• Task item
Whichever lines of the material contain "PagedKeys", copy each of them.

• Source material
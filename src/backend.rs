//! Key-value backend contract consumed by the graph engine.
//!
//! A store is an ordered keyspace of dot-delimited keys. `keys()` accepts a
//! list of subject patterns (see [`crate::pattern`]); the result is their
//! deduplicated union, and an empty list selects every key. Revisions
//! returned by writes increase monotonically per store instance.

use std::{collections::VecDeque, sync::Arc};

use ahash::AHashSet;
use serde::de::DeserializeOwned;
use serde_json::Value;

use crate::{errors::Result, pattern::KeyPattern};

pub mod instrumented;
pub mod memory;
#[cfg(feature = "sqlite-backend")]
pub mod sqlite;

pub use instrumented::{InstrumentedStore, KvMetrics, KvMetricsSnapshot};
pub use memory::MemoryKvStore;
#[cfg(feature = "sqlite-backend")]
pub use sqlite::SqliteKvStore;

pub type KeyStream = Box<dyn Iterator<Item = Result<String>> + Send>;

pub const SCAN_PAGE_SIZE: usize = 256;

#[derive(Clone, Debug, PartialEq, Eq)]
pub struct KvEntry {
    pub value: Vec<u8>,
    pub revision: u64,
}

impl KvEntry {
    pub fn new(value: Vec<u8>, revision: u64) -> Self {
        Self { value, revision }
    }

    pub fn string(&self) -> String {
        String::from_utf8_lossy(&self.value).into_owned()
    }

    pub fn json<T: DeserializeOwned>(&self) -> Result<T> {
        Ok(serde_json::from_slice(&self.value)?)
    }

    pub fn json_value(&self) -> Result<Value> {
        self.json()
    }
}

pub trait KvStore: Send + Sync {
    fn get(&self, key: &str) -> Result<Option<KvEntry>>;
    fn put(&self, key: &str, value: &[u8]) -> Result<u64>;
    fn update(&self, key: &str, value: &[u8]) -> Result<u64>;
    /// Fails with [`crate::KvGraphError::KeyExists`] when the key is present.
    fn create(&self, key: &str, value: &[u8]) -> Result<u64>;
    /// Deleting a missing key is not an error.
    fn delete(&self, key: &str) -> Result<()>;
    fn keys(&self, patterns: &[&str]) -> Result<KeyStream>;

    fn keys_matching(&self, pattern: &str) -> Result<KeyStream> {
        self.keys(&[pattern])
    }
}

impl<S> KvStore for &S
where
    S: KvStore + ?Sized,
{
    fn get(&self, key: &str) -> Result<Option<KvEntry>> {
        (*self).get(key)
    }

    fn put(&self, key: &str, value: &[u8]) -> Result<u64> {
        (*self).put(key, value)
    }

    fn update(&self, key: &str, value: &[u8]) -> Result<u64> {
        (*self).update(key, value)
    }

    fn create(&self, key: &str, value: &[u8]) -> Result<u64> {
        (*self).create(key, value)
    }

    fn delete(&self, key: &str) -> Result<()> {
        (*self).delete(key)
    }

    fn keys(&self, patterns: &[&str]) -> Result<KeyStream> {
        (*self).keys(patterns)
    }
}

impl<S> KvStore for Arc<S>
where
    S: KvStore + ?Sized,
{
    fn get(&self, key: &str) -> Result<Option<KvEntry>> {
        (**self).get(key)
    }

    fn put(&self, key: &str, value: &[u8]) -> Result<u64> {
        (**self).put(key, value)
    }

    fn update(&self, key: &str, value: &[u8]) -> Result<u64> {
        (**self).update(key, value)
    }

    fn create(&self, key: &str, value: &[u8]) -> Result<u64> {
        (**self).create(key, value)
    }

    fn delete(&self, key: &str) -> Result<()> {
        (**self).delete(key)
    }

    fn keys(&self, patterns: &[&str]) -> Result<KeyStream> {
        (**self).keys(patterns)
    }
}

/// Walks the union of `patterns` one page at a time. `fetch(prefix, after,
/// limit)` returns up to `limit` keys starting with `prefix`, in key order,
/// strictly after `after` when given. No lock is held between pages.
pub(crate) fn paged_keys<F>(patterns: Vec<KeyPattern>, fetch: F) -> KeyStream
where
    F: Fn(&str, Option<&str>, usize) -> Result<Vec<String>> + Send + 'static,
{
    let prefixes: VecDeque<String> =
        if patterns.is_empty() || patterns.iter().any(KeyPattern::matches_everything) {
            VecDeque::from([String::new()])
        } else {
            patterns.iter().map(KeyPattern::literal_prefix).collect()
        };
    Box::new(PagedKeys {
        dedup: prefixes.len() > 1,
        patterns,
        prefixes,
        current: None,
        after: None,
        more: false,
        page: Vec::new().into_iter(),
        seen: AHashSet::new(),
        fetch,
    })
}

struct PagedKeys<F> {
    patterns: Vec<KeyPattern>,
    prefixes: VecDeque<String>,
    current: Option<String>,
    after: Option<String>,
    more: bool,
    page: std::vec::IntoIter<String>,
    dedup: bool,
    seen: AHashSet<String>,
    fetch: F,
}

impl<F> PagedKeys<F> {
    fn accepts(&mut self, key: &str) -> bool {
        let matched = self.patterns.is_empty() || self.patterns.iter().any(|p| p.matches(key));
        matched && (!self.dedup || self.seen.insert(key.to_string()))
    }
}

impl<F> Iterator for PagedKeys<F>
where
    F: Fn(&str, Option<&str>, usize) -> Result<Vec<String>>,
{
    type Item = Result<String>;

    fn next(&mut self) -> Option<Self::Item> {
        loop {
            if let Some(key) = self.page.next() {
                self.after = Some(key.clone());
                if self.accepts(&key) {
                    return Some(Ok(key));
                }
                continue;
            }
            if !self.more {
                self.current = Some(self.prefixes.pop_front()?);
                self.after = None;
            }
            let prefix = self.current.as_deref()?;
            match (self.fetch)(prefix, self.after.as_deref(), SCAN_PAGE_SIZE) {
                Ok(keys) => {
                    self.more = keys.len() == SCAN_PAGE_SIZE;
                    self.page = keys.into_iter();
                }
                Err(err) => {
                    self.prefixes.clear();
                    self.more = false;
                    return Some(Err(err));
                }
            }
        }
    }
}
* * *
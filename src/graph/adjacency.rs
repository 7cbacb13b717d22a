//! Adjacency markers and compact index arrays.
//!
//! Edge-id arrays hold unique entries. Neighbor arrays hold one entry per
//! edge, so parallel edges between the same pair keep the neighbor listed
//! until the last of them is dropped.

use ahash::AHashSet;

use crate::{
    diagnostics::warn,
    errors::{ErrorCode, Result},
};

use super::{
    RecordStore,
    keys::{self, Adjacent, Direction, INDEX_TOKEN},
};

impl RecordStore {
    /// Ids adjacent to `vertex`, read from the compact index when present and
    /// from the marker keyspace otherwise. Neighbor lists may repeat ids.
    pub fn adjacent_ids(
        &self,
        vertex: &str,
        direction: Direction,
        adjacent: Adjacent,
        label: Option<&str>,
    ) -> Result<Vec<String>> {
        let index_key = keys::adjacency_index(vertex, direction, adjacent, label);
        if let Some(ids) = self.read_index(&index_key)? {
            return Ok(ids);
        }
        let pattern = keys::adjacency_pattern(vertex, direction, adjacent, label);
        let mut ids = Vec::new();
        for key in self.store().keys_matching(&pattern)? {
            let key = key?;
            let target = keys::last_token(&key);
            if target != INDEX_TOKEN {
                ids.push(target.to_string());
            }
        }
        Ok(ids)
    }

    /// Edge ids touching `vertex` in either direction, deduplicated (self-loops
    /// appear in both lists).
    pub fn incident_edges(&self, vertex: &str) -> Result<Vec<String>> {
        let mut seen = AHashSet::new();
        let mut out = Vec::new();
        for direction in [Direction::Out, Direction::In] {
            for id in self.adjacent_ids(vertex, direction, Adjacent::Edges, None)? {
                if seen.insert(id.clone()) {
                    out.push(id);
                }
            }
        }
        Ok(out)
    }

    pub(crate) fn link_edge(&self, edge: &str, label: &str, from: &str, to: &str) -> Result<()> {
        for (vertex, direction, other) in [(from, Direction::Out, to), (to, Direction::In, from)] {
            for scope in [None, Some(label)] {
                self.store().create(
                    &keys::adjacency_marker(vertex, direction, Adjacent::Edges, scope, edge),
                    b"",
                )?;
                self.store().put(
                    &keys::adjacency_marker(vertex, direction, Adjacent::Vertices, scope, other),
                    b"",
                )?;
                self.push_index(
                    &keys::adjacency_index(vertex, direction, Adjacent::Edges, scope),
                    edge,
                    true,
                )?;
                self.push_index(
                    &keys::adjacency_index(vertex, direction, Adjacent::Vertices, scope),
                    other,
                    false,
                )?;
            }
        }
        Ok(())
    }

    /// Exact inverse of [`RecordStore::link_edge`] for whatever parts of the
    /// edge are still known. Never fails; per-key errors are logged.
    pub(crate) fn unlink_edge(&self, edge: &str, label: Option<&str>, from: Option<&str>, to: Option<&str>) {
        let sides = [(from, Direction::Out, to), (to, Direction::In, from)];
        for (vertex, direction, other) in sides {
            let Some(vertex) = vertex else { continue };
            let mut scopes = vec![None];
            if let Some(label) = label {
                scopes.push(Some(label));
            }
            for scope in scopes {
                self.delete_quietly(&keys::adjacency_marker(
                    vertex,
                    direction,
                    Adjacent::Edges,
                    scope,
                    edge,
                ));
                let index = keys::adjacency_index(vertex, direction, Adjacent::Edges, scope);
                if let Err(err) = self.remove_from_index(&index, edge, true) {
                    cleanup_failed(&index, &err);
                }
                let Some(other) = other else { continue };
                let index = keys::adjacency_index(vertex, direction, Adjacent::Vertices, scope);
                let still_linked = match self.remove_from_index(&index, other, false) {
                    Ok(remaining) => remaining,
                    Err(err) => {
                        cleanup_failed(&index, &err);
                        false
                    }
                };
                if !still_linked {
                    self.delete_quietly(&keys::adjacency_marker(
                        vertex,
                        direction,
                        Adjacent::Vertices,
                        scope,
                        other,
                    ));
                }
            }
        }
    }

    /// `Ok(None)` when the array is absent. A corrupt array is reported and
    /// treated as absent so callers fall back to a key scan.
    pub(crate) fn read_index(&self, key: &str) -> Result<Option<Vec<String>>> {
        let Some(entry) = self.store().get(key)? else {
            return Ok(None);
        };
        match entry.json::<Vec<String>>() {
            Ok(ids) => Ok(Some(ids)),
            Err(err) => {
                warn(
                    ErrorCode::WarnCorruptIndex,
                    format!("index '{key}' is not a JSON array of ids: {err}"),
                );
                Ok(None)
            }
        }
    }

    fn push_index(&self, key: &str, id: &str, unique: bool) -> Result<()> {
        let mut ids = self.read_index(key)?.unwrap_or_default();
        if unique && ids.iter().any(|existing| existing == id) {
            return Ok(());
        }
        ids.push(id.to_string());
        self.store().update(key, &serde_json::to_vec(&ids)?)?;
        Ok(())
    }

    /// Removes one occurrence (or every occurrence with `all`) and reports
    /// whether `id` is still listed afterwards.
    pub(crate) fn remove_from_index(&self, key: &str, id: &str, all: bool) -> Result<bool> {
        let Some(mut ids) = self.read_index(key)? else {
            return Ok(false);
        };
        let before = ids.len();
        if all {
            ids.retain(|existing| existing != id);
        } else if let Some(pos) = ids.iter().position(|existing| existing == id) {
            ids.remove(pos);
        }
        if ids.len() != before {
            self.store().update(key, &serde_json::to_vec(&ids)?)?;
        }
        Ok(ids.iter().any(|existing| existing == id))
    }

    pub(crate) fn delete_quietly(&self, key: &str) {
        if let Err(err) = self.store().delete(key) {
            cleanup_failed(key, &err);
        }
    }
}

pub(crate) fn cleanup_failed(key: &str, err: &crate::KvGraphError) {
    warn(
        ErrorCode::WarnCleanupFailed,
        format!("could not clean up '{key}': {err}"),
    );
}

• Output of the task
    Box::new(PagedKeys {
struct PagedKeys<F> {
impl<F> PagedKeys<F> {
impl<F> Iterator for PagedKeys<F>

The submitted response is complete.